The door was swollen from the leak in the roof. The carpet by the doorway was frayed and bunched. The mail was piled at the door below the mail slot forcing me to put my whole body against it. It was mid-January and bitter cold, but still the harsh odor of the house hit my nostrils like no other smell I had ever experienced. For more than a year I had a favorite song that I played constantly. Recorded by Tom Waits ,"The House Where Nobody Lives" was the title. This was that house in every way. From the piles of newspapers to the peeling paint. The windows were covered in layers of contact paper and blinds under curtains and plastic. It had been years since anyone had entered the house. It would be years of cleaning and clearing out the mountains of hoarding before bare floors would be found all through it from a lot of work and a bit of love.. Like a line in the song:" Without love it's just a house where nobody lives." It was my job to bring some love back into it. To sort through the mountains of trash and save pictures of the family and a precious few salvageable keepsakes.

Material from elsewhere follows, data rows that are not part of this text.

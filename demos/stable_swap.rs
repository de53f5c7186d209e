//! StableSwap pricing example (Curve / WingRiders style).
//!
//! Demonstrates the low-slippage behaviour of the StableSwap
//! invariant and the two amplification variants.
//!
//! # Run
//!
//! ```bash
//! cargo run --example stable_swap
//! ```

use tidepool::prelude::*;

fn main() -> Result<()> {
    println!("=== StableSwap (Curve invariant) ===\n");

    let usdc = Unit::new("aaaa0001");
    let usdt = Unit::new("bbbb0002");
    let input = AssetBundle::single(usdc.clone(), 50_000u32);

    // ── 1. Standard variant, default amp = 75 ───────────────────────────
    let standard = PoolSnapshot::stable_swap(
        usdc.clone(),
        usdt.clone(),
        1_000_000u64,
        1_000_000u64,
        30,
        StableSwapParams::default(),
    )?;
    let quote = CurvePricing::for_pool(&standard).get_amount_out(&input)?;
    println!("Standard variant (ann = amp·n^n):");
    println!("  in:  {input}");
    println!("  out: {}", quote.asset());

    // ── 2. Common variant, as used by WingRiders ────────────────────────
    let common = PoolSnapshot::stable_swap(
        usdc.clone(),
        usdt.clone(),
        1_000_000u64,
        1_000_000u64,
        30,
        StableSwapParams::default().with_variant(AmpVariant::Common),
    )?;
    let quote = CurvePricing::for_pool(&common).get_amount_out(&input)?;
    println!("\nCommon variant (ann = amp·n):");
    println!("  out: {}", quote.asset());

    // ── 3. Compare with constant product at the same reserves ──────────
    let xyk = PoolSnapshot::constant_product(
        usdc.clone(),
        usdt.clone(),
        1_000_000u64,
        1_000_000u64,
        30,
    )?;
    let quote = CurvePricing::for_pool(&xyk).get_amount_out(&input)?;
    println!("\nConstant product at the same reserves:");
    println!("  out: {}", quote.asset());

    // ── 4. Fee charged on the output side instead ───────────────────────
    let fee_on_output = PoolSnapshot::stable_swap(
        usdc,
        usdt,
        1_000_000u64,
        1_000_000u64,
        30,
        StableSwapParams::default().with_fee_mode(FeeMode::OnOutput),
    )?;
    let quote = CurvePricing::for_pool(&fee_on_output).get_amount_out(&input)?;
    println!("\nFee on output:");
    println!("  out: {}", quote.asset());

    Ok(())
}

To me the house was a place to heal from severe nerve damage to my spine, the pain of my recent separation and later divorce. To change my way of life, shed the baggage literally and figuratively. The house was my "reality check" showing me what I could become if I kept collecting things until I was old. Living in the house allowed me to create World Guy Foundation and dedicate myself to walking across the country for diabetes awareness. This smelly, cluttered, house destined for destruction saved my life.
Now all these years later it is time to leave. I have cleared it out and made it ready for the next family to make it a home. And I am soon to be back on the road to share diabetes prevention and control with exercise. My new job, my new life.